_Data provided_:
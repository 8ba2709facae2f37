use super::{Scene, SceneImageService};
use crate::encoding::{detect_image_mime, VisualInput};
use crate::{Error, Result};
use async_trait::async_trait;
use reqwest::header::CONTENT_TYPE;

/// Fetches scene reference images over HTTP from a static asset host.
pub struct SceneImageClient {
    client: reqwest::Client,
    base_url: String,
}

impl SceneImageClient {
    pub fn new(base_url: String) -> Self {
        Self::new_with_client(base_url, reqwest::Client::new())
    }

    pub fn new_with_client(base_url: String, client: reqwest::Client) -> Self {
        Self { client, base_url }
    }
}

#[async_trait]
impl SceneImageService for SceneImageClient {
    async fn fetch_reference(&self, scene: &Scene) -> Result<VisualInput> {
        let url = format!("{}{}", self.base_url, scene.image_path);

        let response = self.client.get(&url).send().await?;

        let status = response.status();
        if !status.is_success() {
            return Err(Error::SceneFetch(format!(
                "status {} fetching {}",
                status, url
            )));
        }

        let content_type = response
            .headers()
            .get(CONTENT_TYPE)
            .and_then(|value| value.to_str().ok())
            .map(|value| value.to_string());

        let bytes = response.bytes().await?.to_vec();

        // Prefer the declared content type; sniff when the host omits it.
        let mime_type = match content_type {
            Some(value) if value.starts_with("image/") => value,
            _ => detect_image_mime(&bytes).to_string(),
        };

        Ok(VisualInput::new(mime_type, bytes))
    }
}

_Your assignment_: Report, with no additional words, how many lines in the records above contain the word "bytes".

_Result for this task_: 3